── Supplied records

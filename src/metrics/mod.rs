mod hit_rate;
pub use hit_rate::*;


use std::net::SocketAddr;

use lazy_static::lazy_static;
use prometheus::{exponential_buckets, Encoder, HistogramOpts, HistogramVec, IntCounter, IntCounterVec, Opts, Registry};
use tokio::sync::watch;
use tracing::{error, info, warn};
use warp::{Filter, Rejection, Reply};

lazy_static! {
    pub static ref REQUESTS: IntCounterVec = IntCounterVec::new(
        Opts::new("tier_requests", "Foreground requests by the tier that served them"),
        &["source"]
    )
    .expect("metric can not be created");

    pub static ref REFRESHES: IntCounterVec = IntCounterVec::new(
        Opts::new("tier_refreshes", "Background refreshes by outcome"),
        &["outcome"]
    )
    .expect("metric can not be created");

    pub static ref REQUEST_LATENCY: HistogramVec = HistogramVec::new(
        HistogramOpts::new("tier_request_latency_ms", "Histogram of request latency in ms")
            .buckets(exponential_buckets(0.01, 4.0, 10).expect("valid buckets")),
        &["source"]
    )
    .expect("metric can not be created");

    pub static ref CACHE_EVICTIONS: IntCounter =
        IntCounter::new("tier_cache_evictions", "Capacity evictions from the volatile tier")
            .expect("metric can not be created");

    pub static ref STORE_RECYCLES: IntCounter =
        IntCounter::new("tier_store_recycles", "Writes that restarted a channel ring at slot 0")
            .expect("metric can not be created");

    pub static ref MEDIUM_IO_ERRORS: IntCounterVec = IntCounterVec::new(
        Opts::new("tier_medium_io_errors", "Swallowed physical medium failures"),
        &["op"]
    )
    .expect("metric can not be created");

    pub static ref REGISTRY: Registry = Registry::new();
}

fn register_custom_metrics(registry: &Registry) -> prometheus::Result<()> {
    registry.register(Box::new(REQUESTS.clone()))?;
    registry.register(Box::new(REFRESHES.clone()))?;
    registry.register(Box::new(REQUEST_LATENCY.clone()))?;
    registry.register(Box::new(CACHE_EVICTIONS.clone()))?;
    registry.register(Box::new(STORE_RECYCLES.clone()))?;
    registry.register(Box::new(MEDIUM_IO_ERRORS.clone()))?;
    Ok(())
}

/// Serves `/metrics` until `shutdown_signal` fires.
pub async fn start_server(
    addr: SocketAddr,
    mut shutdown_signal: watch::Receiver<()>,
) {
    if let Err(e) = register_custom_metrics(&REGISTRY) {
        warn!("metrics already registered: {:?}", e);
    }

    let metrics_route = warp::path!("metrics").and_then(metrics_handler);

    info!("metrics server listening on {}", addr);
    let (_, server) = warp::serve(metrics_route).bind_with_graceful_shutdown(addr, async move {
        let _ = shutdown_signal.changed().await;
    });
    server.await;
    info!("metrics server stopped");
}

async fn metrics_handler() -> Result<impl Reply, Rejection> {
    Ok(encode_metrics(&REGISTRY))
}

pub(crate) fn encode_metrics(registry: &Registry) -> String {
    let encoder = prometheus::TextEncoder::new();

    let mut buffer = Vec::new();
    if let Err(e) = encoder.encode(&registry.gather(), &mut buffer) {
        error!("could not encode custom metrics: {}", e);
    };
    match String::from_utf8(buffer) {
        Ok(v) => v,
        Err(e) => {
            error!("custom metrics could not be from_utf8'd: {}", e);
            String::default()
        }
    }
}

────

**Task item**
Would you transcribe the listing word for word?

**Result of this exercise**
filename src/metrics/mod.rs
mod hit_rate;
pub use hit_rate::*;


use std::net::SocketAddr;

use lazy_static::lazy_static;
use prometheus::{exponential_buckets, Encoder, HistogramOpts, HistogramVec, IntCounter, IntCounterVec, Opts, Registry};
use tokio::sync::watch;
use tracing::{error, info, warn};
use warp::{Filter, Rejection, Reply};

lazy_static! {
    pub static ref REQUESTS: IntCounterVec = IntCounterVec::new(
        Opts::new("tier_requests", "Foreground requests by the tier that served them"),
        &["source"]
    )
    .expect("metric can not be created");

    pub static ref REFRESHES: IntCounterVec = IntCounterVec::new(
        Opts::new("tier_refreshes", "Background refreshes by outcome"),
        &["outcome"]
    )
    .expect("metric can not be created");

    pub static ref REQUEST_LATENCY: HistogramVec = HistogramVec::new(
        HistogramOpts::new("tier_request_latency_ms", "Histogram of request latency in ms")
            .buckets(exponential_buckets(0.01, 4.0, 10).expect("valid buckets")),
        &["source"]
    )
    .expect("metric can not be created");

    pub static ref CACHE_EVICTIONS: IntCounter =
        IntCounter::new("tier_cache_evictions", "Capacity evictions from the volatile tier")
            .expect("metric can not be created");

    pub static ref STORE_RECYCLES: IntCounter =
        IntCounter::new("tier_store_recycles", "Writes that restarted a channel ring at slot 0")
            .expect("metric can not be created");

    pub static ref MEDIUM_IO_ERRORS: IntCounterVec = IntCounterVec::new(
        Opts::new("tier_medium_io_errors", "Swallowed physical medium failures"),
        &["op"]
    )
    .expect("metric can not be created");

    pub static ref REGISTRY: Registry = Registry::new();
}

fn register_custom_metrics(registry: &Registry) -> prometheus::Result<()> {
    registry.register(Box::new(REQUESTS.clone()))?;
    registry.register(Box::new(REFRESHES.clone()))?;
    registry.register(Box::new(REQUEST_LATENCY.clone()))?;
    registry.register(Box::new(CACHE_EVICTIONS.clone()))?;
    registry.register(Box::new(STORE_RECYCLES.clone()))?;
    registry.register(Box::new(MEDIUM_IO_ERRORS.clone()))?;
    Ok(())
}

/// Serves `/metrics` until `shutdown_signal` fires.
pub async fn start_server(
    addr: SocketAddr,
    mut shutdown_signal: watch::Receiver<()>,
) {
    if let Err(e) = register_custom_metrics(&REGISTRY) {
        warn!("metrics already registered: {:?}", e);
    }

    let metrics_route = warp::path!("metrics").and_then(metrics_handler);

    info!("metrics server listening on {}", addr);
    let (_, server) = warp::serve(metrics_route).bind_with_graceful_shutdown(addr, async move {
        let _ = shutdown_signal.changed().await;
    });
    server.await;
    info!("metrics server stopped");
}

async fn metrics_handler() -> Result<impl Reply, Rejection> {
    Ok(encode_metrics(&REGISTRY))
}

pub(crate) fn encode_metrics(registry: &Registry) -> String {
    let encoder = prometheus::TextEncoder::new();

    let mut buffer = Vec::new();
    if let Err(e) = encoder.encode(&registry.gather(), &mut buffer) {
        error!("could not encode custom metrics: {}", e);
    };
    match String::from_utf8(buffer) {
        Ok(v) => v,
        Err(e) => {
            error!("custom metrics could not be from_utf8'd: {}", e);
            String::default()
        }
    }
}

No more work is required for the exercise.